There is no aft instrument panel in 2-33s, and sitting behind big folks, or those with frizzy hair, you can’t see up front without craning your neck. This was back when I still kinda relied on a vario, despite what I was telling myself, so I learned to read it reflected backwards in the lower bulge of that same enormous canopy. Caveat: only works when the sun angle’s right, which is always less than half of any circle, and hardly at all on cloudy days. Meaning most days. More than once I asked an XL passenger who also had big frizzy hair to honor me by wearing my hat for the remainder of the flight. Some tourists will believe anything.
To hold your feet off the pedals and let a student fly, you must contort yourself into a catcher’s squat with heels up under your thighs. If the student’s any good, you’re obliged to stay in that position until they provide some excuse to move your legs again. One time - and no fool should need to try this more than once - I got bored and worked my feet down through those openings beside the aft pedals, so my legs were hanging straight into a coffin size space below the floorboards.
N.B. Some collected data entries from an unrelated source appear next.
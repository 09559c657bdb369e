use super::*;
use crate::context::MaskContext;
use crate::geometry::physical_scissor_rect;
use crate::mask_data::{RenderableGuard, ShapeMask};

impl MaskManager {
    pub(super) fn push_scissor_mask(&mut self, ctx: &mut MaskContext<'_>, shape: &mut ShapeMask) {
        let bounds = RenderableGuard::new(shape).bounds();

        let target_id = ctx.render_target.id();
        let target_size = ctx.render_target.size();
        let rect = match bounds {
            Some(bounds) => {
                physical_scissor_rect(&bounds, ctx.render_target.scale_factor(), target_size)
            }
            None => ScissorRect::default(),
        };

        let state = self.targets.entry(target_id).or_default();
        let clipped = match state.scissor_stack.last() {
            Some(current) => current.intersect(&rect),
            None => rect,
        };
        if clipped.is_empty() {
            tracing::warn!(render_target = %target_id, ?rect, "scissor mask clips everything");
        }
        state.scissor_stack.push(clipped);

        let origin = ctx.graphics.scissor_origin();
        ctx.graphics
            .enable_scissor(clipped.to_origin(origin, target_size.1));
    }

    pub(super) fn pop_scissor_mask(&mut self, ctx: &mut MaskContext<'_>) -> Result<(), MaskError> {
        let target_id = ctx.render_target.id();
        let target_size = ctx.render_target.size();

        let restored = match self.targets.get_mut(&target_id) {
            Some(state) if state.scissor_active() => {
                state.scissor_stack.pop();
                Some(state.scissor_stack.last().copied())
            }
            _ => None,
        };
        let Some(previous) = restored else {
            return Err(self.fault(MaskError::UnbalancedStack {
                technique: MaskTechnique::Scissor,
            }));
        };

        match previous {
            Some(previous) => {
                let origin = ctx.graphics.scissor_origin();
                ctx.graphics
                    .enable_scissor(previous.to_origin(origin, target_size.1));
            }
            None => {
                self.targets.remove(&target_id);
                ctx.graphics.disable_scissor(target_size);
            }
        }

        Ok(())
    }
}
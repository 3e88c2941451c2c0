//! Enumeration and homogeneous list schemas.

use crate::error::{Error, Result};
use crate::schema::{count_i32, Schema, Tag, TAG_LEN};
use crate::sink::EntryBuf;
use crate::value::{unexpected_type, Value};
use std::sync::Arc;

/// Schema for enumerations of string constants.
///
/// The descriptor carries the constant names in order; values travel as a
/// 4-byte ordinal. A value given as a name resolves its ordinal by linear
/// lookup over the declared constants, an already-resolved ordinal is only
/// range-checked.
#[derive(Clone, Debug)]
pub struct EnumSchema {
  constants: Vec<String>,
}

impl EnumSchema {
  pub fn new<I, S>(constants: I) -> Self
  where
    I: IntoIterator<Item = S>,
    S: Into<String>,
  {
    EnumSchema {
      constants: constants.into_iter().map(Into::into).collect(),
    }
  }

  pub fn constants(&self) -> &[String] {
    &self.constants
  }

  fn ordinal(&self, value: &Value) -> Result<i32> {
    match value {
      Value::Str(s) => self
        .constants
        .iter()
        .position(|c| c == s)
        .map(|i| i as i32)
        .ok_or_else(|| Error::InvalidEnumValue(s.clone())),
      Value::Int(i) => {
        if (0..self.constants.len() as i32).contains(i) {
          Ok(*i)
        } else {
          Err(Error::InvalidEnumValue(i.to_string()))
        }
      }
      v => Err(unexpected_type("enum name or ordinal", v)),
    }
  }
}

impl Schema for EnumSchema {
  fn tag(&self) -> Tag {
    Tag::Enum
  }

  fn schema_size(&self) -> usize {
    TAG_LEN + 4 + self.constants.iter().map(|c| 4 + c.len()).sum::<usize>()
  }

  fn encode_schema(&self, buf: &mut EntryBuf) -> Result<()> {
    buf.put_i32(Tag::Enum.code())?;
    buf.put_i32(count_i32("enum constant list", self.constants.len())?)?;
    for constant in &self.constants {
      buf.put_str(constant)?;
    }
    Ok(())
  }

  fn obj_size(&self, value: &Value) -> Result<usize> {
    self.ordinal(value).map(|_| 4)
  }

  fn encode_obj(&self, value: &Value, buf: &mut EntryBuf) -> Result<()> {
    buf.put_i32(self.ordinal(value)?)
  }
}

/// Schema for homogeneous lists: a 4-byte count followed by that many
/// element encodings.
#[derive(Clone, Debug)]
pub struct ListSchema {
  elem: Arc<dyn Schema>,
}

impl ListSchema {
  pub fn new(elem: Arc<dyn Schema>) -> Self {
    ListSchema { elem }
  }

  pub fn elem(&self) -> &Arc<dyn Schema> {
    &self.elem
  }

  fn elements<'a>(&self, value: &'a Value) -> Result<&'a [Value]> {
    match value {
      Value::List(xs) => Ok(xs),
      v => Err(unexpected_type("list", v)),
    }
  }
}

impl Schema for ListSchema {
  fn tag(&self) -> Tag {
    Tag::List
  }

  fn schema_size(&self) -> usize {
    TAG_LEN + self.elem.schema_size()
  }

  fn encode_schema(&self, buf: &mut EntryBuf) -> Result<()> {
    buf.put_i32(Tag::List.code())?;
    self.elem.encode_schema(buf)
  }

  fn obj_size(&self, value: &Value) -> Result<usize> {
    let xs = self.elements(value)?;
    count_i32("list", xs.len())?;
    let mut size = 4;
    for x in xs {
      size += self.elem.obj_size(x)?;
    }
    Ok(size)
  }

  fn encode_obj(&self, value: &Value, buf: &mut EntryBuf) -> Result<()> {
    let xs = self.elements(value)?;
    buf.put_i32(count_i32("list", xs.len())?)?;
    for x in xs {
      self.elem.encode_obj(x, buf)?;
    }
    Ok(())
  }
}
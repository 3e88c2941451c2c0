//! The writer engine: header emission, the channel table, and the schema
//! and message entries that make up a log stream.

use crate::derive::TypeDesc;
use crate::error::{Error, Result};
use crate::registry::SchemaRegistry;
use crate::schema::Schema;
use crate::sink::{EntryBuf, FileSink, Sink};
use crate::value::Value;
use parking_lot::Mutex;
use std::path::Path;
use std::sync::atomic::{AtomicU64, Ordering};
use std::sync::Arc;
use tracing::debug;

#[cfg(test)]
mod test;

// distinguishes writers so a ChannelId cannot cross between them
static NEXT_WRITER_ID: AtomicU64 = AtomicU64::new(0);

/// First two header bytes of every stream.
pub const MAGIC: [u8; 2] = [0x52, 0x52];
/// Wire format version, stored big-endian in the header's last two bytes.
/// Readers must reject any other value.
pub const VERSION: u16 = 1;

const SCHEMA_ENTRY: i32 = 0;
const MESSAGE_ENTRY: i32 = 1;
// entry kind plus name length or channel index
const ENTRY_PREFIX: usize = 8;

/// Validates a stream header against [`MAGIC`] and [`VERSION`].
pub fn check_header(header: [u8; 4]) -> Result<()> {
  if header[..2] == MAGIC && header[2..] == VERSION.to_be_bytes() {
    Ok(())
  } else {
    Err(Error::BadHeader { found: header })
  }
}

/// A channel registered with a specific writer. Indices are dense, 0-based
/// in declaration order, and never reused.
///
/// An id carries the identity of the writer that issued it, so handing it
/// to any other writer fails with [`Error::UnknownChannel`] even when the
/// index would be in range there.
#[derive(Copy, Clone, Debug, Eq, PartialEq, Hash)]
pub struct ChannelId {
  writer: u64,
  index: u32,
}

impl ChannelId {
  /// The wire index of this channel.
  pub fn index(self) -> u32 {
    self.index
  }
}

struct ChannelRec {
  name: String,
  schema: Arc<dyn Schema>,
}

struct WriterState {
  // None once the writer is closed
  sink: Option<Box<dyn Sink>>,
  channels: Vec<ChannelRec>,
}

impl WriterState {
  fn index_of(&self, name: &str) -> Option<u32> {
    self.channels.iter().position(|c| c.name == name).map(|i| i as u32)
  }

  fn check_open(&self) -> Result<()> {
    if self.sink.is_none() {
      Err(Error::WriterClosed)
    } else {
      Ok(())
    }
  }

  /// Hands one assembled entry to the sink. An I/O failure leaves the
  /// stream in an indeterminate state, so the sink is released and every
  /// later operation refuses.
  fn emit(&mut self, entry: &[u8]) -> Result<()> {
    let sink = self.sink.as_mut().ok_or(Error::WriterClosed)?;
    if let Err(err) = sink.put(entry) {
      self.sink = None;
      return Err(err);
    }
    Ok(())
  }

  /// Appends a channel and emits its schema entry in one atomic sink write.
  /// Nothing is emitted and nothing is registered on failure.
  fn register(&mut self, name: &str, schema: Arc<dyn Schema>) -> Result<u32> {
    self.check_open()?;
    let index = self.channels.len() as u32;

    let mut buf = EntryBuf::with_capacity(ENTRY_PREFIX + name.len() + schema.schema_size());
    buf.put_i32(SCHEMA_ENTRY)?;
    buf.put_str(name)?;
    schema.encode_schema(&mut buf)?;
    let entry = buf.finish()?;

    self.emit(&entry)?;
    self.channels.push(ChannelRec {
      name: name.to_owned(),
      schema,
    });
    debug!(channel = name, index, "registered channel");
    Ok(index)
  }

  /// Emits one message entry in one atomic sink write. The value encoding
  /// is sized, assembled and checked in full before the sink is touched.
  fn emit_message(&mut self, index: u32, schema: &dyn Schema, value: &Value) -> Result<()> {
    self.check_open()?;
    let n = schema.obj_size(value)?;

    let mut buf = EntryBuf::with_capacity(ENTRY_PREFIX + n);
    buf.put_i32(MESSAGE_ENTRY)?;
    buf.put_i32(index as i32)?;
    schema.encode_obj(value, &mut buf)?;
    let entry = buf.finish()?;

    self.emit(&entry)
  }
}

/// Appends typed value streams to a byte sink.
///
/// A writer is a shared resource: every operation takes its mutex, so entry
/// order is exactly the order of calls. Each channel's schema entry is
/// emitted once, at registration, before any message on that channel.
pub struct LogWriter {
  id: u64,
  state: Mutex<WriterState>,
  registry: Arc<SchemaRegistry>,
}

impl LogWriter {
  /// Wraps a sink, emitting the stream header immediately.
  pub fn new(sink: Box<dyn Sink>) -> Result<Self> {
    LogWriter::with_registry(sink, SchemaRegistry::global())
  }

  /// Like [`new`](Self::new) with an explicit registry for the dynamic
  /// write path.
  pub fn with_registry(mut sink: Box<dyn Sink>, registry: Arc<SchemaRegistry>) -> Result<Self> {
    let mut header = [0u8; 4];
    header[..2].copy_from_slice(&MAGIC);
    header[2..].copy_from_slice(&VERSION.to_be_bytes());
    sink.put(&header)?;
    Ok(LogWriter {
      id: NEXT_WRITER_ID.fetch_add(1, Ordering::Relaxed),
      state: Mutex::new(WriterState {
        sink: Some(sink),
        channels: Vec::new(),
      }),
      registry,
    })
  }

  /// Opens a fresh log file at `path`.
  pub fn create<P: AsRef<Path>>(path: P) -> Result<Self> {
    LogWriter::new(Box::new(FileSink::create(path)?))
  }

  /// The registry consulted by the dynamic write path.
  pub fn registry(&self) -> &Arc<SchemaRegistry> {
    &self.registry
  }

  /// Registers a channel, emitting its schema entry. Fails with
  /// [`Error::DuplicateChannel`] (emitting nothing) if the name is taken.
  pub fn add_channel(&self, name: &str, schema: Arc<dyn Schema>) -> Result<ChannelId> {
    let mut state = self.state.lock();
    if state.index_of(name).is_some() {
      return Err(Error::DuplicateChannel(name.to_owned()));
    }
    let writer = self.id;
    state.register(name, schema).map(|index| ChannelId { writer, index })
  }

  /// True if a channel with `name` has been registered with this writer.
  pub fn has_channel(&self, name: &str) -> bool {
    self.state.lock().index_of(name).is_some()
  }

  /// Writes one value on a registered channel. The id must be one this
  /// writer issued; ids from other writers are rejected even when their
  /// index is in range here.
  pub fn write(&self, channel: ChannelId, value: &Value) -> Result<()> {
    if channel.writer != self.id {
      return Err(Error::UnknownChannel(channel.index));
    }
    let mut state = self.state.lock();
    let schema = state
      .channels
      .get(channel.index as usize)
      .map(|c| Arc::clone(&c.schema))
      .ok_or(Error::UnknownChannel(channel.index))?;
    state.emit_message(channel.index, schema.as_ref(), value)
  }

  /// Writes through a `(name, schema)` handle, registering the channel
  /// first if this writer has not seen the name. Registration and write
  /// happen under one lock acquisition.
  ///
  /// If the name is already bound, the channel's registered schema governs
  /// the stream and `schema` is ignored.
  pub fn write_with(&self, name: &str, schema: &Arc<dyn Schema>, value: &Value) -> Result<()> {
    let mut state = self.state.lock();
    let index = match state.index_of(name) {
      Some(i) => i,
      None => state.register(name, Arc::clone(schema))?,
    };
    let schema = Arc::clone(&state.channels[index as usize].schema);
    state.emit_message(index, schema.as_ref(), value)
  }

  /// The dynamically typed write path: an unknown name gets a channel whose
  /// schema is derived from the value's runtime shape via the registry.
  /// The first-seen schema prevails for the channel's lifetime.
  pub fn write_named(&self, name: &str, value: &Value) -> Result<()> {
    let mut state = self.state.lock();
    let index = match state.index_of(name) {
      Some(i) => i,
      None => {
        let desc = TypeDesc::of_value(value)?;
        let schema = self.registry.schema_of(&desc)?;
        state.register(name, schema)?
      }
    };
    let schema = Arc::clone(&state.channels[index as usize].schema);
    state.emit_message(index, schema.as_ref(), value)
  }

  /// Flushes and releases the sink. Every later operation, including a
  /// second `close`, fails with [`Error::WriterClosed`].
  pub fn close(&self) -> Result<()> {
    let mut state = self.state.lock();
    let mut sink = state.sink.take().ok_or(Error::WriterClosed)?;
    sink.flush()?;
    debug!(channels = state.channels.len(), "closed log writer");
    Ok(())
  }
}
This left no quick access to rudder control, revealing more about my judgment than any supposed trust in that particular front-seater. And worse, having committed the sin, it was impossible to get my feet back up without kicking my shoes off, letting them flop onto the elevator pushrod where I could never reach them in flight…
Not much good to say about the rickety back door into this cubby hole, either, except you don’t honestly need it unless it’s cold out, and it’s easy enough to repair every week or so if you leave it on. But I did find something inspiring in that big clunky window on the port side. Open its hinged plexi rectangle, weather permitting, and you can fly with one elbow out like an old-time train engineer. It was my personal custom, when gliding by hikers in a certain abandoned fire tower, to lay that window flat against the fuselage and squeeze my entire torso out, waving and yelling, “Hey you down there! Come on up!” Or if we were right at their level and feeling frisky, might wait until our closest point and wail, “HELP!”
Like I say, there’s plenty more where that came from, but this might be all you can stand for now, so here’s where I’ll try to stop.
Your turn.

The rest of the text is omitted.